Dataset entries >>
★ ★ ★ ★ ★ ★ ★

//! 待刷盘条目与周期键编解码
//!
//! 缓冲区以单个字符串键聚合 (kind, package, version, period_type,
//! period_value) 五元组。分隔符使用控制字符 `\u{0001}`，包名、版本号和
//! 日期标签中都不会出现；编码时校验各分量，含分隔符的输入直接报错，
//! 避免解码时静默错位。

use serde::{Deserialize, Serialize};
use strum::{AsRefStr, EnumIter};

use crate::errors::{RegistryStatsError, Result};
use crate::period::PeriodType;

/// 键分隔符，选用不可能出现在分量中的控制字符
const KEY_SEP: char = '\u{0001}';

/// 统计种类：下载 / manifest 访问
#[derive(
    Debug, Clone, Copy, PartialEq, Eq, Hash, Serialize, Deserialize, EnumIter, AsRefStr,
)]
#[serde(rename_all = "lowercase")]
#[strum(serialize_all = "lowercase")]
pub enum StatsKind {
    Download,
    Manifest,
}

impl std::fmt::Display for StatsKind {
    fn fmt(&self, f: &mut std::fmt::Formatter<'_>) -> std::fmt::Result {
        write!(f, "{}", self.as_ref())
    }
}

impl std::str::FromStr for StatsKind {
    type Err = RegistryStatsError;
    fn from_str(s: &str) -> Result<Self> {
        match s {
            "download" => Ok(Self::Download),
            "manifest" => Ok(Self::Manifest),
            other => Err(RegistryStatsError::validation(format!(
                "Unknown stats kind: '{}'. Valid: download, manifest",
                other
            ))),
        }
    }
}

/// 一条待刷盘的累积增量
#[derive(Debug, Clone, PartialEq, Eq)]
pub struct PendingEntry {
    pub kind: StatsKind,
    pub package_name: String,
    pub version: String,
    pub period_type: PeriodType,
    pub period_value: String,
    pub by: u64,
}

/// 编码五元组为缓冲区键
pub fn to_pending_key(
    kind: StatsKind,
    package_name: &str,
    version: &str,
    period_type: PeriodType,
    period_value: &str,
) -> Result<String> {
    for part in [package_name, version, period_value] {
        if part.contains(KEY_SEP) {
            return Err(RegistryStatsError::validation(format!(
                "Key component contains reserved separator (U+0001): {:?}",
                part
            )));
        }
    }

    Ok([
        kind.as_ref(),
        package_name,
        version,
        period_type.as_ref(),
        period_value,
    ]
    .join(&KEY_SEP.to_string()))
}

/// 解码缓冲区键，恢复五元组并附上累积量
pub fn from_pending_key(key: &str, by: u64) -> Result<PendingEntry> {
    let parts: Vec<&str> = key.split(KEY_SEP).collect();

    let [kind, package_name, version, period_type, period_value] = parts.as_slice() else {
        return Err(RegistryStatsError::validation(format!(
            "Malformed pending key: expected 5 parts, got {}",
            parts.len()
        )));
    };

    Ok(PendingEntry {
        kind: kind.parse()?,
        package_name: (*package_name).to_string(),
        version: (*version).to_string(),
        period_type: period_type.parse()?,
        period_value: (*period_value).to_string(),
        by,
    })
}

#[cfg(test)]
mod tests {
    use super::*;

    #[test]
    fn test_round_trip() {
        let key = to_pending_key(StatsKind::Download, "react", "18.0.0", PeriodType::Weekly, "2023-W20")
            .unwrap();
        let entry = from_pending_key(&key, 7).unwrap();

        assert_eq!(entry.kind, StatsKind::Download);
        assert_eq!(entry.package_name, "react");
        assert_eq!(entry.version, "18.0.0");
        assert_eq!(entry.period_type, PeriodType::Weekly);
        assert_eq!(entry.period_value, "2023-W20");
        assert_eq!(entry.by, 7);
    }

    #[test]
    fn test_round_trip_with_separator_candidates() {
        // 分量里允许出现 ':'、'/'、'-' 等常见分隔符候选
        let key = to_pending_key(
            StatsKind::Manifest,
            "@scope/pkg-name",
            "1.0.0-beta.1",
            PeriodType::Daily,
            "2023-05-17",
        )
        .unwrap();
        let entry = from_pending_key(&key, 1).unwrap();

        assert_eq!(entry.package_name, "@scope/pkg-name");
        assert_eq!(entry.version, "1.0.0-beta.1");
    }

    #[test]
    fn test_encode_rejects_reserved_separator() {
        let err = to_pending_key(
            StatsKind::Download,
            "evil\u{0001}name",
            "1.0.0",
            PeriodType::Daily,
            "2023-05-17",
        )
        .unwrap_err();
        assert_eq!(err.code(), "E004");
    }

    #[test]
    fn test_decode_rejects_wrong_part_count() {
        assert!(from_pending_key("download\u{0001}react", 1).is_err());
    }

    #[test]
    fn test_decode_rejects_unknown_kind() {
        let key = ["view", "react", "1.0.0", "daily", "2023-05-17"].join("\u{0001}");
        assert!(from_pending_key(&key, 1).is_err());
    }
}
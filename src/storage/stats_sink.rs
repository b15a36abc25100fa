//! StatsSink implementation for StatsStorage
//!
//! 刷盘执行器：把一批待刷盘条目按包分组后，在单个事务内完成
//! ensure -> 回读 -> 批量 upsert。任何一步失败整个事务回滚，
//! 管理器会把快照合并回缓冲区等待下次重试。

use std::collections::HashMap;

use async_trait::async_trait;
use chrono::{DateTime, Utc};
use sea_orm::sea_query::{Expr, OnConflict};
use sea_orm::{
    ActiveValue::Set, ColumnTrait, Condition, DatabaseTransaction, EntityTrait, ExprTrait,
    QueryFilter, TransactionTrait,
};
use tracing::debug;

use super::StatsStorage;
use crate::stats::{GroupedEntry, PendingEntry, PeriodIncrement, StatsSink, group_entries};

use migration::entities::{download_stat, manifest_view_stat, package};

#[async_trait]
impl StatsSink for StatsStorage {
    async fn flush_stats(&self, entries: Vec<PendingEntry>) -> anyhow::Result<()> {
        if entries.is_empty() {
            return Ok(());
        }

        let total = entries.len();
        let groups = group_entries(&entries);
        let now = Utc::now();

        let txn = self.db.begin().await?;

        // 1. 批量确保所有被引用的包行存在，已存在的跳过
        ensure_packages(&txn, &groups, now).await?;

        // 2. 回读包行拿 id，新建与已存在的走同一条路径
        let package_ids = find_package_ids(&txn, &groups).await?;

        // 3. 逐包、逐统计种类批量 upsert
        for group in &groups {
            let key = (group.package_name.clone(), group.version.clone());
            let package_id = *package_ids.get(&key).ok_or_else(|| {
                anyhow::anyhow!(
                    "Package {}@{} not found after ensure",
                    group.package_name,
                    group.version
                )
            })?;

            flush_download_increments(&txn, package_id, &group.downloads, now).await?;
            flush_manifest_increments(&txn, package_id, &group.manifest_views, now).await?;
        }

        txn.commit().await?;

        debug!(
            "Stats flushed to {} database ({} entries, {} packages)",
            self.backend_name.to_uppercase(),
            total,
            groups.len()
        );

        Ok(())
    }
}

/// 批量 insert-or-ignore 所有 (name, version) 包行
async fn ensure_packages(
    txn: &DatabaseTransaction,
    groups: &[GroupedEntry],
    now: DateTime<Utc>,
) -> anyhow::Result<()> {
    let models: Vec<package::ActiveModel> = groups
        .iter()
        .map(|group| package::ActiveModel {
            name: Set(group.package_name.clone()),
            version: Set(group.version.clone()),
            created_at: Set(now),
            updated_at: Set(now),
            ..Default::default()
        })
        .collect();

    package::Entity::insert_many(models)
        .on_conflict(
            OnConflict::columns([package::Column::Name, package::Column::Version])
                .do_nothing()
                .to_owned(),
        )
        .exec_without_returning(txn)
        .await?;

    Ok(())
}

/// 批量回读包行的 id
async fn find_package_ids(
    txn: &DatabaseTransaction,
    groups: &[GroupedEntry],
) -> anyhow::Result<HashMap<(String, String), i64>> {
    let mut cond = Condition::any();
    for group in groups {
        cond = cond.add(
            Condition::all()
                .add(package::Column::Name.eq(group.package_name.as_str()))
                .add(package::Column::Version.eq(group.version.as_str())),
        );
    }

    let rows = package::Entity::find().filter(cond).all(txn).await?;

    Ok(rows
        .into_iter()
        .map(|row| ((row.name, row.version), row.id))
        .collect())
}

/// 批量 upsert 一个包的下载增量：缺失的桶批量插入，
/// 已存在的按相同增量分批，用 id 集合过滤一次更新
async fn flush_download_increments(
    txn: &DatabaseTransaction,
    package_id: i64,
    increments: &[PeriodIncrement],
    now: DateTime<Utc>,
) -> anyhow::Result<()> {
    use download_stat::{ActiveModel, Column, Entity};

    if increments.is_empty() {
        return Ok(());
    }

    let mut cond = Condition::any();
    for inc in increments {
        cond = cond.add(
            Condition::all()
                .add(Column::PeriodType.eq(inc.period_type.as_ref()))
                .add(Column::PeriodValue.eq(inc.period_value.as_str())),
        );
    }

    let existing = Entity::find()
        .filter(Column::PackageId.eq(package_id))
        .filter(cond)
        .all(txn)
        .await?;

    let mut to_create: Vec<ActiveModel> = Vec::new();
    let mut increment_batches: HashMap<u64, Vec<i64>> = HashMap::new();

    for inc in increments {
        let found = existing.iter().find(|row| {
            row.period_type == inc.period_type.as_ref() && row.period_value == inc.period_value
        });

        match found {
            Some(row) => increment_batches.entry(inc.by).or_default().push(row.id),
            None => to_create.push(ActiveModel {
                package_id: Set(package_id),
                period_type: Set(inc.period_type.to_string()),
                period_value: Set(inc.period_value.clone()),
                count: Set(inc.by as i64),
                created_at: Set(now),
                updated_at: Set(now),
                ..Default::default()
            }),
        }
    }

    if !to_create.is_empty() {
        Entity::insert_many(to_create)
            .exec_without_returning(txn)
            .await?;
    }

    for (by, ids) in increment_batches {
        Entity::update_many()
            .col_expr(Column::Count, Expr::col(Column::Count).add(by as i64))
            .col_expr(Column::UpdatedAt, Expr::value(now))
            .filter(Column::Id.is_in(ids))
            .exec(txn)
            .await?;
    }

    Ok(())
}

/// manifest 访问增量的 upsert，逻辑与下载相同但写另一张表
async fn flush_manifest_increments(
    txn: &DatabaseTransaction,
    package_id: i64,
    increments: &[PeriodIncrement],
    now: DateTime<Utc>,
) -> anyhow::Result<()> {
    use manifest_view_stat::{ActiveModel, Column, Entity};

    if increments.is_empty() {
        return Ok(());
    }

    let mut cond = Condition::any();
    for inc in increments {
        cond = cond.add(
            Condition::all()
                .add(Column::PeriodType.eq(inc.period_type.as_ref()))
                .add(Column::PeriodValue.eq(inc.period_value.as_str())),
        );
    }

    let existing = Entity::find()
        .filter(Column::PackageId.eq(package_id))
        .filter(cond)
        .all(txn)
        .await?;

    let mut to_create: Vec<ActiveModel> = Vec::new();
    let mut increment_batches: HashMap<u64, Vec<i64>> = HashMap::new();

    for inc in increments {
        let found = existing.iter().find(|row| {
            row.period_type == inc.period_type.as_ref() && row.period_value == inc.period_value
        });

        match found {
            Some(row) => increment_batches.entry(inc.by).or_default().push(row.id),
            None => to_create.push(ActiveModel {
                package_id: Set(package_id),
                period_type: Set(inc.period_type.to_string()),
                period_value: Set(inc.period_value.clone()),
                count: Set(inc.by as i64),
                created_at: Set(now),
                updated_at: Set(now),
                ..Default::default()
            }),
        }
    }

    if !to_create.is_empty() {
        Entity::insert_many(to_create)
            .exec_without_returning(txn)
            .await?;
    }

    for (by, ids) in increment_batches {
        Entity::update_many()
            .col_expr(Column::Count, Expr::col(Column::Count).add(by as i64))
            .col_expr(Column::UpdatedAt, Expr::value(now))
            .filter(Column::Id.is_in(ids))
            .exec(txn)
            .await?;
    }

    Ok(())
}
//! manifest 访问计数实体，结构与 download_stat 相同

use sea_orm::entity::prelude::*;

#[derive(Clone, Debug, PartialEq, DeriveEntityModel, Eq)]
#[sea_orm(table_name = "manifest_view_stats")]
pub struct Model {
    #[sea_orm(primary_key)]
    pub id: i64,
    pub package_id: i64,
    pub period_type: String,
    pub period_value: String,
    pub count: i64,
    pub created_at: DateTimeUtc,
    pub updated_at: DateTimeUtc,
}

#[derive(Copy, Clone, Debug, EnumIter, DeriveRelation)]
pub enum Relation {}

impl ActiveModelBehavior for ActiveModel {}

★ ★ ★ ★ ★ ★ ★

Directions >> Go through the entries above and report each line with the string "PendingEntry" in it.

Response to this task >>
pub struct PendingEntry {
pub fn from_pending_key(key: &str, by: u64) -> Result<PendingEntry> {
    Ok(PendingEntry {
use crate::stats::{GroupedEntry, PendingEntry, PeriodIncrement, StatsSink, group_entries};
    async fn flush_stats(&self, entries: Vec<PendingEntry>) -> anyhow::Result<()> {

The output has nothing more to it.